I delayed getting this email out a few days, because I wanted to be able to share that we have officially closed escrow on the first two deals from our fund, and we are very pleased with the outcome. More on that below.
California lawmakers passed one of the biggest rollbacks of the California Environmental Quality Act (CEQA) in state history, a move widely seen as a game-changer for urban housing development.
Tucked into the state’s budget housing bill and quickly signed by Governor Newsom, the new law exempts most infill housing projects (on parcels under 20 acres) from CEQA review. That means no more mandatory studies on traffic, air quality, noise, groundwater, or historical impacts for qualifying urban projects. In short: less red tape, fewer lawsuits, and faster timelines. CEQA is arguably one of the most abused laws in the State and a primary cause of the housing affordability crisis.
This is a huge victory for the pro-housing crowd (YIMBYs) and a potential unlock for California’s ambitious goal of building 2.5 million homes by 2030. Transit-oriented and student housing, often targets of CEQA litigation, will now move forward without being tied up in court for years.
Assemblymember Buffy Wicks, who introduced the overhaul, put it bluntly: “Saying ‘no’ to housing in my community will no longer be state-sanctioned.” And she’s right—this change removes one of the most notorious bottlenecks in the housing approval process.
CEQA was never about banning development; it was about disclosing environmental impact. But over the years, it became a weapon to block housing. This reform shifts the state toward “yes in my backyard” in a very real way.
Is this the silver bullet for affordability? No. But for those of us trying to build housing in California, this is the most meaningful structural change in decades.

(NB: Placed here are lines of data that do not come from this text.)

//! The frontend turns a patch description and the library it targets into a
//! [`PatchMetadata`](crate::metadata::PatchMetadata)

mod dependency;
mod description;
mod elf;
mod error;

pub use dependency::resolve_dependency;
pub use description::DescriptionParser;
pub use elf::{
    hex,
    read_build_id,
    ElfIntrospector,
    BUILD_ID_SECTION,
};
pub use error::{
    DescriptionError,
    ElfError,
    LinkError,
};
//! Build id and symbol extraction on generated shared objects

use ulp::{
    frontend::{
        read_build_id,
        ElfError,
        ElfIntrospector,
    },
    metadata::{
        PatchUnit,
        PatchedObject,
    },
    Logger,
};

#[path = "../fixture/mod.rs"]
mod fixture;

use fixture::SharedObject;

fn introspect(shared_object: SharedObject, units: &[(&str, &str)]) -> Result<PatchedObject, ElfError> {
    let dir = tempfile::tempdir().unwrap();
    let library = dir.path().join("lib.so");
    shared_object.write(&library);

    let mut object = PatchedObject::new("lib.so");
    for (old, new) in units {
        object.push_unit(PatchUnit::new(*old, *new));
    }

    ElfIntrospector::new().introspect(&library, &mut object, &Logger::silent())?;
    Ok(object)
}

#[test]
fn test_fixture_is_valid_elf() {
    let bytes = SharedObject::new().symbol("a", 1).bytes();
    let elf = goblin::elf::Elf::parse(&bytes).unwrap();
    assert!(elf.is_64);
    assert!(elf.section_headers.iter().any(|shdr| elf.shdr_strtab.get_at(shdr.sh_name) == Some(".dynsym")));
}

#[test]
fn test_symbols() {
    let object = introspect(SharedObject::new().symbol("foo", 0x1000).symbol("bar", 0x2040), &[("bar", "bar_v2"), ("foo", "foo_v2")]).unwrap();
    assert_eq!(object.units()[0].old_address(), 0x2040);
    assert_eq!(object.units()[1].old_address(), 0x1000);
    assert_eq!(object.build_id(), &[0xaa, 0xbb, 0xcc, 0xdd]);
}

#[test]
fn test_first_match_wins() {
    let object = introspect(SharedObject::new().symbol("dup", 0x10).symbol("dup", 0x20), &[("dup", "dup_v2")]).unwrap();
    assert_eq!(object.units()[0].old_address(), 0x10);
}

#[test]
fn test_long_build_id() {
    let build_id: Vec<u8> = (0..20).collect();
    let object = introspect(SharedObject::new().build_id(&build_id), &[]).unwrap();
    assert_eq!(object.build_id(), &build_id[..]);
}

#[test]
fn test_odd_build_id_length() {
    let object = introspect(SharedObject::new().build_id(&[1, 2, 3, 4, 5]), &[]).unwrap();
    assert_eq!(object.build_id(), &[1, 2, 3, 4, 5]);
}

#[test]
fn test_missing_dynsym() {
    let result = introspect(SharedObject::new().without_dynsym(), &[]);
    assert!(matches!(result, Err(ElfError::MissingDynsym)));
}

#[test]
fn test_missing_build_id() {
    let result = introspect(SharedObject::new().symbol("f", 1).without_build_id(), &[("f", "g")]);
    assert!(matches!(result, Err(ElfError::MissingBuildIdSection)));
}

#[test]
fn test_wrong_note_type() {
    let result = introspect(SharedObject::new().note_type(1), &[]);
    assert!(matches!(result, Err(ElfError::MissingBuildIdNote)));
}

#[test]
fn test_empty_build_id() {
    let result = introspect(SharedObject::new().build_id(&[]), &[]);
    assert!(matches!(result, Err(ElfError::EmptyBuildId)));
}

#[test]
fn test_read_build_id() {
    let dir = tempfile::tempdir().unwrap();
    let library = dir.path().join("lib.so");
    SharedObject::new().build_id(&[9; 16]).without_dynsym().write(&library);

    assert_eq!(read_build_id(&library).unwrap(), vec![9; 16]);
}
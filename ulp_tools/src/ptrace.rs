//! A [`Hijacker`] for Linux that stops threads with ptrace.
//!
//! The query does not talk to the patching runtime. A patch counts as applied
//! when its livepatch shared object is mapped into the stopped process.

use thiserror::Error;
use ulp::{
    check::{
        AttachOutcome,
        Fault,
        Hijacker,
    },
    metadata::PatchMetadata,
    process::{
        Pid,
        SanityError,
        TargetProcess,
    },
};

#[derive(Error, Debug)]
pub enum PtraceError {
    #[error("Unable to attach to thread {0}: {1}")]
    Attach(Pid, std::io::Error),

    #[error("Thread {0} did not stop: {1}")]
    Wait(Pid, std::io::Error),

    #[error("Unable to detach from thread {0}: {1}")]
    Detach(Pid, std::io::Error),

    #[error("Not attached to any process")]
    NotAttached,

    #[error("{0}")]
    Inspect(SanityError),
}

fn ptrace_request(request: libc::c_uint, tid: Pid) -> std::io::Result<()> {
    let ret = unsafe { libc::ptrace(request, tid, std::ptr::null_mut::<libc::c_void>(), std::ptr::null_mut::<libc::c_void>()) };

    if ret < 0 {
        Err(std::io::Error::last_os_error())
    } else {
        Ok(())
    }
}

fn wait_stopped(tid: Pid) -> std::io::Result<()> {
    let mut status = 0;
    let ret = unsafe { libc::waitpid(tid, &mut status, libc::__WALL) };

    if ret < 0 {
        Err(std::io::Error::last_os_error())
    } else {
        Ok(())
    }
}

#[derive(Default)]
pub struct PtraceHijacker {
    pid: Option<Pid>,
    stopped: Vec<Pid>,
}

impl PtraceHijacker {
    pub fn new() -> Self {
        Self::default()
    }

    fn attach_thread(tid: Pid) -> Result<(), PtraceError> {
        ptrace_request(libc::PTRACE_ATTACH, tid).map_err(|err| PtraceError::Attach(tid, err))?;
        wait_stopped(tid).map_err(|err| PtraceError::Wait(tid, err))
    }
}

impl Hijacker for PtraceHijacker {
    type Error = PtraceError;

    fn attach(&mut self, process: &TargetProcess) -> Result<AttachOutcome, Self::Error> {
        self.pid = Some(process.pid());
        let mut first_error = None;

        for &tid in process.threads() {
            match Self::attach_thread(tid) {
                Ok(()) => self.stopped.push(tid),
                Err(err) => {
                    first_error.get_or_insert(err);
                },
            }
        }

        match first_error {
            None => Ok(AttachOutcome::Attached),
            Some(err) if self.stopped.is_empty() => Err(err),
            Some(_) => Ok(AttachOutcome::Partial(self.stopped.len())),
        }
    }

    fn query(&mut self, metadata: &PatchMetadata) -> Result<bool, Fault<Self::Error>> {
        let pid = self.pid.ok_or(Fault::Warning(PtraceError::NotAttached))?;
        let process = TargetProcess::inspect(pid).map_err(|err| Fault::Warning(PtraceError::Inspect(err)))?;
        Ok(process.find_library(metadata.target_so_path()).is_some())
    }

    fn resume(&mut self) -> Result<(), Self::Error> {
        let mut first_error = None;

        for tid in self.stopped.drain(..) {
            if let Err(err) = ptrace_request(libc::PTRACE_DETACH, tid) {
                first_error.get_or_insert(PtraceError::Detach(tid, err));
            }
        }

        match first_error {
            Some(err) => Err(err),
            None => Ok(()),
        }
    }
}

impl Drop for PtraceHijacker {
    fn drop(&mut self) {
        let _ = self.resume();
    }
}
//! AutoScout24 detail-page rule table
//!
//! `data-testid` selectors of the current markup come first, older class
//! based layouts follow as fallbacks.

use crate::extract::rules::FieldRule;
use crate::extract::{ExtractionError, FieldExtractor};
use crate::listing::RawRecord;
use scraper::Html;

type TextRule = (&'static str, &'static [&'static str]);

const TEXT_FIELDS: &[TextRule] = &[
    ("title", &[r#"h1[data-testid="heading"]"#, "h1", r#"h2[data-item-name="car-title"]"#]),
    ("price", &[r#"[data-testid="price-label"]"#, "div.price-block span", "span[data-item-name=price]"]),
    ("location", &[r#"[data-testid="seller-address"]"#, "div.seller-address", "span[itemprop=address]"]),
    ("dealerName", &[r#"[data-testid="seller-name"]"#, "div.dealer-info h2", ".cldt-vendor-contact-box h2"]),
    ("dealerRatings", &[r#"[data-testid="rating-count"]"#, "span.dealer-rating-count"]),
    ("mark", &[r#"[data-testid="makeLabel"]"#, "span[itemprop=brand]"]),
    ("model", &[r#"[data-testid="modelLabel"]"#, "span[itemprop=model]"]),
    ("modelVersion", &[r#"[data-testid="versionLabel"]"#, "span.model-version"]),
    ("milage", &[r#"[data-testid="mileage-label"]"#, "span.mileage", "dl[data-item-name=vehicle-details] dd:nth-of-type(1)"]),
    ("gearbox", &[r#"[data-testid="transmission-label"]"#, "span.gearbox"]),
    ("firstRegistration", &[r#"[data-testid="first-registration-label"]"#, "span.first-registration"]),
    ("fuelType", &[r#"[data-testid="fuel-label"]"#, "span.fuel"]),
    ("power", &[r#"[data-testid="power-label"]"#, "span.power"]),
    ("seller", &[r#"[data-testid="seller-type-label"]"#, "span.seller-type"]),
    ("contactName", &[r#"[data-testid="seller-contact-name"]"#, ".cldt-vendor-contact-box span"]),
    ("contactPhone", &[r#"[data-testid="seller-phone"]"#, "a[href^='tel:']"]),
    ("bodyType", &[r#"[data-testid="body-type-label"]"#, "span.body-type"]),
    ("drivetrain", &[r#"[data-testid="drive-type-label"]"#, "span.drivetrain"]),
    ("seats", &[r#"[data-testid="num-seats-label"]"#, "span.seats"]),
    ("engineSize", &[r#"[data-testid="cubic-capacity-label"]"#, "span.engine-size"]),
    ("gears", &[r#"[data-testid="gears-label"]"#, "span.gears"]),
    ("emissionClass", &[r#"[data-testid="emission-class-label"]"#, "span.emission-class"]),
    ("colour", &[r#"[data-testid="exterior-color-label"]"#, "span.exterior-color"]),
    ("manufacturerColour", &[r#"[data-testid="manufacturer-color-label"]"#, "span.manufacturer-color"]),
    ("productionDate", &[r#"[data-testid="production-date-label"]"#, "span.production-date"]),
];

const LIST_FIELDS: &[TextRule] = &[
    ("comfort", &[r#"[data-testid="comfort-features"] li"#, "ul.comfort-features li"]),
    ("media", &[r#"[data-testid="media-features"] li"#, "ul.media-features li"]),
    ("safety", &[r#"[data-testid="safety-features"] li"#, "ul.safety-features li"]),
    ("extras", &[r#"[data-testid="other-features"] li"#, "ul.extra-features li"]),
];

const IMAGE_SELECTORS: &[&str] = &["figure img, [data-testid='gallery'] img, .image-gallery img"];

const IMAGE_ATTRS: &[&str] = &["src", "data-src"];

/// Field extractor for AutoScout24 listing pages
#[derive(Debug, Clone)]
pub struct AutoScoutExtractor {
    rules: Vec<FieldRule>,
}

impl AutoScoutExtractor {
    /// Compiles the selector table
    pub fn new() -> Result<Self, ExtractionError> {
        let mut rules = Vec::with_capacity(TEXT_FIELDS.len() + LIST_FIELDS.len() + 1);

        for &(field, selectors) in TEXT_FIELDS {
            rules.push(FieldRule::text(field, selectors)?);
        }
        for &(field, selectors) in LIST_FIELDS {
            rules.push(FieldRule::list(field, selectors)?);
        }
        rules.push(FieldRule::attr("images", IMAGE_SELECTORS, IMAGE_ATTRS)?);

        Ok(Self { rules })
    }

    /// Names of every field this extractor fills, besides `url`
    pub fn fields(&self) -> impl Iterator<Item = &'static str> + '_ {
        self.rules.iter().map(FieldRule::field)
    }
}

impl FieldExtractor for AutoScoutExtractor {
    fn extract(&self, html: &str, url: &str) -> Result<RawRecord, ExtractionError> {
        let document = Html::parse_document(html);
        let mut record = RawRecord::new(url);

        for rule in &self.rules {
            rule.apply(&document, &mut record);
        }

        Ok(record)
    }
}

The last thing I want to share before getting into our regular content is this map; it is devastating for Texas and Florida. Keep this map showing the percentage of homes with negative equity per market in mind whenever you read statistics about the national housing market. Negative equity is a very bad indicator for a housing market.
Coastal California negative equity is essentially non-existent; Texas and Florida, not so much.
Real estate is a hyperlocal business.